© Thomas Lavelle
ƒƒ article de Bertrand Pionce
Réfugiée politique en France depuis sept ans, Mina Kavani porte en elle I’m deranged depuis plus de trois ans. Monologue autobiographique et habité, le texte est porté par une actrice dont on sent qu’elle joue, au sens propre, sa vie sur scène.
On se demande en quel sens il faut prendre ce titre, anglophone, qui écartèle encore davantage son autrice, déjà partagée entre deux langues et deux pays. Se voit-elle comme (mentalement) dérangée ? L’hypothèse peut séduire, car l’actrice-autrice parle de sa situation comme d’une « schizophrénie ». De Paris, elle se languit de Téhéran, de sa famille, des déjeuners dans le jardin ; en Iran, elle rêve de Paris, des musées, de la liberté. La comédienne, comme se livrant en public à une psychanalyse, revient à la matrice, à l’évènement primitif : une mère, qui, deux mois avant la naissance de ses jumeaux (dont Mina), revient accoucher à Téhéran. L’exil et la nostalgie semblent en effet avoir accompagné Mina Kavani dès sa naissance. Issue d’une famille d’artistes, elle a vécu en Iran une adolescence semblablement clivée : uniforme de l’école islamique le jour, dehors ; « Brooklyn underground » occidental, le soir, la nuit, à la maison, ou chez ses amis, et la découverte des « grands auteurs », ou du cinéma.
« Deranged », Mina Karvani l’est aussi en ce sens qu’elle ne sait où se ranger – et vers qui tourner sa rage de ne pas pouvoir exister comme femme ou comme artiste, dans son propre pays. La quête d’un lieu se lit aussi sur scène : l’actrice, sur un petit plateau, actionne des panneaux réfléchissants qui lui servent tantôt à s’observer, se juger, interroger sa psyché, tantôt à figurer des espaces étouffants, desquels elle semble émerger, naissant (enfin) à elle-même.

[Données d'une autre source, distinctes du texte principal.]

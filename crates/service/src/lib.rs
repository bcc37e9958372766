//! Service layer providing business-oriented operations on top of models.
//! - One module per table or bucket concern; handlers call them directly.
//! - Reuses validation and entity definitions in the `models` crate.
//! - Blob storage, catalogue filtering, XLSX export and admin auth live here too.

pub mod errors;
pub mod pagination;
pub mod serde_ext;
pub mod storage;
pub mod catalog;
pub mod export;
pub mod auth;

pub mod category_service;
pub mod product_service;
pub mod attribute_service;
pub mod news_service;
pub mod testimonial_service;
pub mod company_service;
pub mod settings_service;
pub mod media_service;

#[cfg(test)]
pub mod test_support;
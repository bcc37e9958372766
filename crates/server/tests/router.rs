use std::path::PathBuf;

use axum::body::Body;
use axum::http::{header, Request, StatusCode};
use axum::Router;
use http_body_util::BodyExt;
use sea_orm::DatabaseConnection;
use serde_json::{json, Value};
use tower::ServiceExt;
use uuid::Uuid;

use server::startup::{build_app, build_state};
use service::auth::domain::AuthUser;
use service::auth::token::issue_token;

const SECRET: &str = "router-test-secret-0123456789";

struct TestApp {
    router: Router,
    root: PathBuf,
}

impl Drop for TestApp {
    fn drop(&mut self) {
        let _ = std::fs::remove_dir_all(&self.root);
    }
}

/// Router over a disconnected database: only routes that fail before
/// touching the database, or never touch it, are exercised here.
fn app() -> TestApp {
    let root = std::env::temp_dir().join(format!("batik-router-{}", Uuid::new_v4()));
    for bucket in ["images", "documents", "products", "company"] {
        std::fs::create_dir_all(root.join(bucket)).unwrap();
    }
    let mut cfg = configs::AppConfig::default();
    cfg.storage.root = root.to_string_lossy().to_string();
    cfg.storage.max_upload_bytes = 1024;
    cfg.auth.jwt_secret = SECRET.into();
    let state = build_state(&cfg, DatabaseConnection::Disconnected);
    TestApp { router: build_app(state), root }
}

fn admin_token() -> String {
    let user = AuthUser { id: Uuid::new_v4(), email: "admin@batik.test".into(), name: "Admin".into() };
    issue_token(&user, SECRET, 1).unwrap().0
}

async fn send(app: &TestApp, req: Request<Body>) -> (StatusCode, Vec<u8>) {
    let res = app.router.clone().oneshot(req).await.unwrap();
    let status = res.status();
    let body = res.into_body().collect().await.unwrap().to_bytes();
    (status, body.to_vec())
}

fn get(uri: &str) -> Request<Body> {
    Request::builder().uri(uri).body(Body::empty()).unwrap()
}

fn admin(method: &str, uri: &str, body: Option<Value>) -> Request<Body> {
    let builder = Request::builder()
        .method(method)
        .uri(uri)
        .header(header::AUTHORIZATION, format!("Bearer {}", admin_token()));
    match body {
        Some(v) => builder
            .header(header::CONTENT_TYPE, "application/json")
            .body(Body::from(v.to_string()))
            .unwrap(),
        None => builder.body(Body::empty()).unwrap(),
    }
}

const BOUNDARY: &str = "batik-form-boundary";

/// A text field, or a file field when `file` carries `(file_name, content_type)`.
struct Part<'a> {
    name: &'a str,
    file: Option<(&'a str, &'a str)>,
    data: Vec<u8>,
}

fn text_part<'a>(name: &'a str, value: &str) -> Part<'a> {
    Part { name, file: None, data: value.as_bytes().to_vec() }
}

fn file_part<'a>(file_name: &'a str, content_type: &'a str, data: Vec<u8>) -> Part<'a> {
    Part { name: "file", file: Some((file_name, content_type)), data }
}

fn upload(parts: Vec<Part<'_>>) -> Request<Body> {
    let mut body = Vec::new();
    for part in parts {
        body.extend_from_slice(format!("--{BOUNDARY}\r\n").as_bytes());
        match part.file {
            Some((file_name, content_type)) => body.extend_from_slice(
                format!(
                    "Content-Disposition: form-data; name=\"{}\"; filename=\"{file_name}\"\r\nContent-Type: {content_type}\r\n\r\n",
                    part.name
                )
                .as_bytes(),
            ),
            None => body.extend_from_slice(
                format!("Content-Disposition: form-data; name=\"{}\"\r\n\r\n", part.name).as_bytes(),
            ),
        }
        body.extend_from_slice(&part.data);
        body.extend_from_slice(b"\r\n");
    }
    body.extend_from_slice(format!("--{BOUNDARY}--\r\n").as_bytes());
    Request::builder()
        .method("POST")
        .uri("/admin/media")
        .header(header::AUTHORIZATION, format!("Bearer {}", admin_token()))
        .header(header::CONTENT_TYPE, format!("multipart/form-data; boundary={BOUNDARY}"))
        .body(Body::from(body))
        .unwrap()
}

fn error_body(body: &[u8]) -> Value {
    let v: Value = serde_json::from_slice(body).expect("JSON error body");
    assert!(v["error"].is_string(), "missing error title in {v}");
    v
}

#[tokio::test]
async fn health_metrics_and_docs_are_public() {
    let app = app();
    let (status, body) = send(&app, get("/health")).await;
    assert_eq!(status, StatusCode::OK);
    let v: Value = serde_json::from_slice(&body).unwrap();
    assert_eq!(v["status"], "ok");

    let (status, _) = send(&app, get("/metrics")).await;
    assert_eq!(status, StatusCode::OK);

    let (status, body) = send(&app, get("/api-docs/openapi.json")).await;
    assert_eq!(status, StatusCode::OK);
    let doc: Value = serde_json::from_slice(&body).unwrap();
    assert!(doc["paths"]["/api/products"].is_object());
}

#[tokio::test]
async fn admin_routes_require_a_valid_token() {
    let app = app();
    let (status, body) = send(&app, get("/admin/products")).await;
    assert_eq!(status, StatusCode::UNAUTHORIZED);
    let v: Value = serde_json::from_slice(&body).unwrap();
    assert_eq!(v["error"], "Unauthorized");

    let bad = Request::builder()
        .uri("/admin/products")
        .header(header::AUTHORIZATION, "Bearer not-a-jwt")
        .body(Body::empty())
        .unwrap();
    assert_eq!(send(&app, bad).await.0, StatusCode::UNAUTHORIZED);

    let user = AuthUser { id: Uuid::new_v4(), email: "a@b.test".into(), name: "A".into() };
    let (foreign, _) = issue_token(&user, "some-other-secret-value", 1).unwrap();
    let cookie = Request::builder()
        .uri("/admin/storage/images")
        .header(header::COOKIE, format!("auth_token={foreign}"))
        .body(Body::empty())
        .unwrap();
    assert_eq!(send(&app, cookie).await.0, StatusCode::UNAUTHORIZED);

    let (status, _) = send(&app, get("/auth/me")).await;
    assert_eq!(status, StatusCode::UNAUTHORIZED);
}

#[tokio::test]
async fn valid_token_reaches_handlers() {
    let app = app();
    // past the guard; the disconnected database then fails the query
    let (status, _) = send(&app, admin("GET", "/admin/products", None)).await;
    assert_eq!(status, StatusCode::INTERNAL_SERVER_ERROR);

    let (status, body) = send(&app, admin("GET", "/admin/storage/images", None)).await;
    assert_eq!(status, StatusCode::OK);
    let v: Value = serde_json::from_slice(&body).unwrap();
    assert_eq!(v, json!([]));

    let (status, _) = send(&app, admin("GET", "/admin/storage/videos", None)).await;
    assert_eq!(status, StatusCode::NOT_FOUND);
}

#[tokio::test]
async fn storage_objects_are_served_and_transferred() {
    let app = app();
    std::fs::create_dir_all(app.root.join("products/kain")).unwrap();
    std::fs::write(app.root.join("products/kain/parang.png"), b"png-bytes").unwrap();

    let (status, body) = send(&app, get("/storage/products/kain/parang.png")).await;
    assert_eq!(status, StatusCode::OK);
    assert_eq!(body, b"png-bytes");

    let copy = json!({"from": "kain/parang.png", "to": "kain/parang-copy.png"});
    let (status, body) = send(&app, admin("POST", "/admin/storage/products/copy", Some(copy.clone()))).await;
    assert_eq!(status, StatusCode::OK);
    let v: Value = serde_json::from_slice(&body).unwrap();
    assert_eq!(v["path"], "kain/parang-copy.png");

    // destination now exists
    let (status, _) = send(&app, admin("POST", "/admin/storage/products/copy", Some(copy))).await;
    assert_eq!(status, StatusCode::CONFLICT);

    let mv = json!({"from": "kain/parang-copy.png", "to": "arsip/parang.png"});
    let (status, _) = send(&app, admin("POST", "/admin/storage/products/move", Some(mv))).await;
    assert_eq!(status, StatusCode::OK);
    assert!(app.root.join("products/arsip/parang.png").exists());
    assert!(!app.root.join("products/kain/parang-copy.png").exists());

    let (status, _) = send(&app, admin("DELETE", "/admin/storage/products/arsip/parang.png", None)).await;
    assert_eq!(status, StatusCode::NO_CONTENT);
    let (status, _) = send(&app, admin("DELETE", "/admin/storage/products/arsip/parang.png", None)).await;
    assert_eq!(status, StatusCode::NOT_FOUND);
}

#[tokio::test]
async fn bad_queries_fail_before_the_database() {
    let app = app();
    let (status, _) = send(&app, get("/api/products?sort=cheapest")).await;
    assert_eq!(status, StatusCode::BAD_REQUEST);

    let (status, _) = send(&app, get("/api/attributes/sizes")).await;
    assert_eq!(status, StatusCode::NOT_FOUND);

    let (status, _) = send(&app, get("/api/settings/Bad%20Key")).await;
    assert_eq!(status, StatusCode::BAD_REQUEST);
}

#[tokio::test]
async fn logout_clears_the_cookie() {
    let app = app();
    let req = Request::builder().method("POST").uri("/auth/logout").body(Body::empty()).unwrap();
    let res = app.router.clone().oneshot(req).await.unwrap();
    assert_eq!(res.status(), StatusCode::NO_CONTENT);
    let cookie = res.headers().get(header::SET_COOKIE).unwrap().to_str().unwrap();
    assert!(cookie.starts_with("auth_token="));
}

#[tokio::test]
async fn malformed_requests_get_json_errors() {
    let app = app();

    let (status, body) = send(&app, admin("POST", "/admin/products", Some(json!({"name": "Kain"})))).await;
    assert_eq!(status, StatusCode::BAD_REQUEST);
    let v = error_body(&body);
    assert_eq!(v["error"], "Validation Error");
    assert!(v["detail"].as_str().unwrap_or_default().contains("price"));

    let (status, body) = send(&app, admin("GET", "/admin/products/not-a-uuid", None)).await;
    assert_eq!(status, StatusCode::BAD_REQUEST);
    error_body(&body);

    let (status, body) = send(&app, get("/api/products/parang/whatsapp?quantity=-1")).await;
    assert_eq!(status, StatusCode::BAD_REQUEST);
    error_body(&body);

    let (status, body) = send(&app, get("/api/products?min_price=murah")).await;
    assert_eq!(status, StatusCode::BAD_REQUEST);
    error_body(&body);

    let login = Request::builder()
        .method("POST")
        .uri("/auth/login")
        .header(header::CONTENT_TYPE, "application/json")
        .body(Body::from("{not json"))
        .unwrap();
    let (status, body) = send(&app, login).await;
    assert_eq!(status, StatusCode::BAD_REQUEST);
    error_body(&body);

    let no_type = Request::builder()
        .method("POST")
        .uri("/auth/login")
        .body(Body::from("{}"))
        .unwrap();
    let (status, body) = send(&app, no_type).await;
    assert_eq!(status, StatusCode::UNSUPPORTED_MEDIA_TYPE);
    error_body(&body);
}

#[tokio::test]
async fn media_upload_form_is_validated() {
    let app = app();

    let (status, body) = send(&app, upload(vec![file_part("hero.png", "image/png", b"png".to_vec())])).await;
    assert_eq!(status, StatusCode::BAD_REQUEST);
    assert!(error_body(&body)["detail"].as_str().unwrap_or_default().contains("bucket"));

    let (status, body) = send(&app, upload(vec![text_part("bucket", "images")])).await;
    assert_eq!(status, StatusCode::BAD_REQUEST);
    assert!(error_body(&body)["detail"].as_str().unwrap_or_default().contains("file"));

    let (status, body) = send(&app, upload(vec![
        text_part("bucket", "videos"),
        file_part("clip.png", "image/png", b"png".to_vec()),
    ])).await;
    assert_eq!(status, StatusCode::NOT_FOUND);
    error_body(&body);

    let not_a_form = Request::builder()
        .method("POST")
        .uri("/admin/media")
        .header(header::AUTHORIZATION, format!("Bearer {}", admin_token()))
        .header(header::CONTENT_TYPE, "application/json")
        .body(Body::from("{}"))
        .unwrap();
    let (status, body) = send(&app, not_a_form).await;
    assert_eq!(status, StatusCode::BAD_REQUEST);
    error_body(&body);
}

#[tokio::test]
async fn media_upload_enforces_type_and_size() {
    let app = app();

    let (status, body) = send(&app, upload(vec![
        text_part("bucket", "images"),
        file_part("katalog.pdf", "application/pdf", b"%PDF".to_vec()),
    ])).await;
    assert_eq!(status, StatusCode::BAD_REQUEST);
    error_body(&body);

    // declared as an image but would be served as HTML
    let (status, body) = send(&app, upload(vec![
        text_part("bucket", "images"),
        file_part("evil.html", "image/png", b"<script>alert(1)</script>".to_vec()),
    ])).await;
    assert_eq!(status, StatusCode::BAD_REQUEST);
    error_body(&body);

    // over storage.max_upload_bytes but inside the request body limit
    let (status, body) = send(&app, upload(vec![
        text_part("bucket", "products"),
        file_part("big.png", "image/png", vec![7u8; 2048]),
    ])).await;
    assert_eq!(status, StatusCode::PAYLOAD_TOO_LARGE);
    error_body(&body);

    // over the request body limit itself
    let (status, body) = send(&app, upload(vec![
        text_part("bucket", "products"),
        file_part("huge.png", "image/png", vec![7u8; 128 * 1024]),
    ])).await;
    assert_eq!(status, StatusCode::PAYLOAD_TOO_LARGE);
    error_body(&body);

    for bucket in ["images", "products"] {
        let left = std::fs::read_dir(app.root.join(bucket)).unwrap().count();
        assert_eq!(left, 0, "nothing stored in {bucket}");
    }
}

#[tokio::test]
async fn failed_media_insert_removes_the_stored_blob() {
    let app = app();
    let (status, body) = send(&app, upload(vec![
        text_part("bucket", "images"),
        text_part("prefix", "banner"),
        text_part("alt_text", "Banner utama"),
        file_part("hero.png", "image/png", b"png-bytes".to_vec()),
    ])).await;
    // the disconnected database refuses the media row
    assert_eq!(status, StatusCode::INTERNAL_SERVER_ERROR);
    error_body(&body);
    let banner = app.root.join("images/banner");
    let left = std::fs::read_dir(&banner).map(|d| d.count()).unwrap_or(0);
    assert_eq!(left, 0);
}
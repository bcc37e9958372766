pub mod errors;
pub mod db;
pub mod validation;
pub mod category;
pub mod product;
pub mod color;
pub mod cap_pattern;
pub mod tiedye_pattern;
pub mod news;
pub mod testimonial;
pub mod company_info;
pub mod setting;
pub mod media_library;
pub mod admin_user;
pub mod admin_credentials;

#[cfg(test)]
mod tests;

Ce qui domine dans le spectacle, c’est cette voix, vibrante et vivante, toujours juste, lyrique et emportée ; et c’est ce visage à la tragique beauté, qui émerge peu à peu du noir, pour se donner, au final, dans toute la splendeur de la lumière des saluts : ubi bene ibi patria – sur scène, donc.
© Thomas Lavelle
I’m deranged, de Mina Kavani
Mise en scène : Mina Kavani
Avec : Mina Kavani
Composition musicale : Siavash Amini
Artiste sonore : Cinna Peyghamy
Scénographie : Clémence Kazémi
Création lumières : Marco Giusti
Régie lumières et générale : Pierre-Éric Vives
Collaborateur artistique : Maksym Teteruk
Durée : 1 h
Du 12 au 22 octobre 2023, 20h30 et 16h30 le dimanche
Athénée Théâtre Louis Jouvet
Salle Christian Bérard (4e sans ascenseur)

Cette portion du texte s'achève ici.